Dataset entries

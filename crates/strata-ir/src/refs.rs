//! Entity handles into `IrContext` storage.
//!
//! Each handle is a `u32` index into one of the context's `PrimaryMap`s.

use cranelift_entity::entity_impl;
use std::fmt;

/// Handle to an operation.
#[derive(Clone, Copy, PartialEq, Eq, Hash, PartialOrd, Ord)]
pub struct OpRef(u32);
entity_impl!(OpRef, "op");

/// Handle to an SSA value.
#[derive(Clone, Copy, PartialEq, Eq, Hash, PartialOrd, Ord)]
pub struct ValueRef(u32);
entity_impl!(ValueRef, "v");

/// Handle to a block.
#[derive(Clone, Copy, PartialEq, Eq, Hash, PartialOrd, Ord)]
pub struct BlockRef(u32);
entity_impl!(BlockRef, "block");

/// Handle to a region.
#[derive(Clone, Copy, PartialEq, Eq, Hash, PartialOrd, Ord)]
pub struct RegionRef(u32);
entity_impl!(RegionRef, "region");

/// Handle to an interned type.
#[derive(Clone, Copy, PartialEq, Eq, Hash, PartialOrd, Ord)]
pub struct TypeRef(u32);
entity_impl!(TypeRef, "ty");

/// Handle to an interned source path.
#[derive(Clone, Copy, PartialEq, Eq, Hash, PartialOrd, Ord)]
pub struct PathRef(u32);
entity_impl!(PathRef, "path");

/// Handle to an interned composite location.
#[derive(Clone, Copy, PartialEq, Eq, Hash, PartialOrd, Ord)]
pub struct LocRef(u32);
entity_impl!(LocRef, "loc");

/// The producer of a value.
#[derive(Clone, Copy, Debug, PartialEq, Eq, Hash)]
pub enum ValueDef {
    /// Result of an operation at the given index.
    OpResult(OpRef, u32),
    /// Block argument at the given index.
    BlockArg(BlockRef, u32),
    /// Stand-in for a value referenced before its definition was seen.
    ///
    /// A placeholder has a type and a use list but no producer. It is
    /// replaced through `IrContext::replace_all_uses` once the real
    /// definition appears.
    Placeholder,
}

impl ValueDef {
    pub fn is_placeholder(self) -> bool {
        matches!(self, ValueDef::Placeholder)
    }
}

impl fmt::Display for ValueDef {
    fn fmt(&self, f: &mut fmt::Formatter<'_>) -> fmt::Result {
        match self {
            ValueDef::OpResult(op, idx) => write!(f, "{op}#{idx}"),
            ValueDef::BlockArg(block, idx) => write!(f, "{block}#{idx}"),
            ValueDef::Placeholder => f.write_str("<forward>"),
        }
    }
}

What to work on - Give the entries once more, exactly as they appear.

Solution for this exercise -
filename crates/strata-ir/src/refs.rs
//! Entity handles into `IrContext` storage.
//!
//! Each handle is a `u32` index into one of the context's `PrimaryMap`s.

use cranelift_entity::entity_impl;
use std::fmt;

/// Handle to an operation.
#[derive(Clone, Copy, PartialEq, Eq, Hash, PartialOrd, Ord)]
pub struct OpRef(u32);
entity_impl!(OpRef, "op");

/// Handle to an SSA value.
#[derive(Clone, Copy, PartialEq, Eq, Hash, PartialOrd, Ord)]
pub struct ValueRef(u32);
entity_impl!(ValueRef, "v");

/// Handle to a block.
#[derive(Clone, Copy, PartialEq, Eq, Hash, PartialOrd, Ord)]
pub struct BlockRef(u32);
entity_impl!(BlockRef, "block");

/// Handle to a region.
#[derive(Clone, Copy, PartialEq, Eq, Hash, PartialOrd, Ord)]
pub struct RegionRef(u32);
entity_impl!(RegionRef, "region");

/// Handle to an interned type.
#[derive(Clone, Copy, PartialEq, Eq, Hash, PartialOrd, Ord)]
pub struct TypeRef(u32);
entity_impl!(TypeRef, "ty");

/// Handle to an interned source path.
#[derive(Clone, Copy, PartialEq, Eq, Hash, PartialOrd, Ord)]
pub struct PathRef(u32);
entity_impl!(PathRef, "path");

/// Handle to an interned composite location.
#[derive(Clone, Copy, PartialEq, Eq, Hash, PartialOrd, Ord)]
pub struct LocRef(u32);
entity_impl!(LocRef, "loc");

/// The producer of a value.
#[derive(Clone, Copy, Debug, PartialEq, Eq, Hash)]
pub enum ValueDef {
    /// Result of an operation at the given index.
    OpResult(OpRef, u32),
    /// Block argument at the given index.
    BlockArg(BlockRef, u32),
    /// Stand-in for a value referenced before its definition was seen.
    ///
    /// A placeholder has a type and a use list but no producer. It is
    /// replaced through `IrContext::replace_all_uses` once the real
    /// definition appears.
    Placeholder,
}

impl ValueDef {
    pub fn is_placeholder(self) -> bool {
        matches!(self, ValueDef::Placeholder)
    }
}

impl fmt::Display for ValueDef {
    fn fmt(&self, f: &mut fmt::Formatter<'_>) -> fmt::Result {
        match self {
            ValueDef::OpResult(op, idx) => write!(f, "{op}#{idx}"),
            ValueDef::BlockArg(block, idx) => write!(f, "{block}#{idx}"),
            ValueDef::Placeholder => f.write_str("<forward>"),
        }
    }
}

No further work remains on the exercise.